(Collected data):
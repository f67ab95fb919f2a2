use std::env;
use std::fmt::Arguments;
use std::io::IsTerminal;
use std::sync::OnceLock;
use std::time::{SystemTime, UNIX_EPOCH};

#[derive(Clone, Copy)]
enum TraceLevel {
    Off,
    Basic,
    Full,
}

const COLOR_WARNING: &str = "33";
const COLOR_ERROR: &str = "91";
const COLOR_CRITICAL: &str = "31";
const COLOR_TRACE: &str = "34";

/// Environment variable controlling log verbosity (`1` or `full`).
pub const TRACE_ENV: &str = "NPUGEN_TRACE";

/// Setting this (to anything) disables ANSI colour tags.
pub const NO_COLOR_ENV: &str = "NO_COLOR";

static TRACE_LEVEL: OnceLock<TraceLevel> = OnceLock::new();
static COLOR: OnceLock<bool> = OnceLock::new();

fn parse_trace_level(value: &str) -> TraceLevel {
    let normalized = value.trim().to_ascii_lowercase();
    match normalized.as_str() {
        "1" => TraceLevel::Basic,
        "full" => TraceLevel::Full,
        _ => TraceLevel::Off,
    }
}

fn trace_level() -> TraceLevel {
    *TRACE_LEVEL.get_or_init(|| {
        env::var(TRACE_ENV)
            .ok()
            .as_deref()
            .map(parse_trace_level)
            .unwrap_or(TraceLevel::Off)
    })
}

fn trace_full_enabled() -> bool {
    matches!(trace_level(), TraceLevel::Full)
}

fn trace_basic_enabled() -> bool {
    matches!(trace_level(), TraceLevel::Full | TraceLevel::Basic)
}

fn timestamp_hms() -> String {
    let secs = SystemTime::now()
        .duration_since(UNIX_EPOCH)
        .unwrap_or_default()
        .as_secs()
        % 86_400;
    let hours = secs / 3_600;
    let minutes = (secs % 3_600) / 60;
    let seconds = secs % 60;
    format!("{:02}:{:02}:{:02}", hours, minutes, seconds)
}

fn color_enabled() -> bool {
    *COLOR.get_or_init(|| env::var_os(NO_COLOR_ENV).is_none() && std::io::stderr().is_terminal())
}

fn format_line(ts: &str, kind: &str, color: &str, args: Arguments) -> String {
    if color.is_empty() {
        format!("{ts} [{kind}] -- {args}")
    } else {
        format!("{ts} [\u{001b}[{color}m{kind}\u{001b}[0m] -- {args}")
    }
}

// Graph JSON goes to stdout, so diagnostics stay on stderr.
fn emit(kind: &str, color: &str, args: Arguments) {
    let color = if color_enabled() { color } else { "" };
    eprintln!("{}", format_line(&timestamp_hms(), kind, color, args));
}

/// Emit a warning message when trace level allows it.
pub fn emit_warning(args: Arguments) {
    if trace_full_enabled() {
        emit("WARNING", COLOR_WARNING, args);
    }
}

/// Emit an error message when trace level allows it.
pub fn emit_error(args: Arguments) {
    if trace_basic_enabled() {
        emit("ERROR", COLOR_ERROR, args);
    }
}

/// Emit a critical message unconditionally.
pub fn emit_critical(args: Arguments) {
    emit("CRITICAL", COLOR_CRITICAL, args);
}

/// Emit a trace message when trace level allows it.
pub fn emit_trace(args: Arguments) {
    if trace_basic_enabled() {
        emit("TRACE", COLOR_TRACE, args);
    }
}

/// Emit a warning message via the logging subsystem.
#[macro_export]
macro_rules! warning {
    ($($arg:tt)*) => {
        $crate::logging::emit_warning(format_args!($($arg)*))
    };
}

/// Emit an error message via the logging subsystem.
#[macro_export]
macro_rules! error {
    ($($arg:tt)*) => {
        $crate::logging::emit_error(format_args!($($arg)*))
    };
}

/// Emit a critical message via the logging subsystem.
#[macro_export]
macro_rules! critical {
    ($($arg:tt)*) => {
        $crate::logging::emit_critical(format_args!($($arg)*))
    };
}

/// Emit a trace message via the logging subsystem.
#[macro_export]
macro_rules! trace {
    ($($arg:tt)*) => {
        $crate::logging::emit_trace(format_args!($($arg)*))
    };
}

(Prompt):
The answer must be the line containing "trace message via the logging subsystem." and every line after it through the end of the records, repeated exactly.

(Task answer):
/// Emit a trace message via the logging subsystem.
#[macro_export]
macro_rules! trace {
    ($($arg:tt)*) => {
        $crate::logging::emit_trace(format_args!($($arg)*))
    };
}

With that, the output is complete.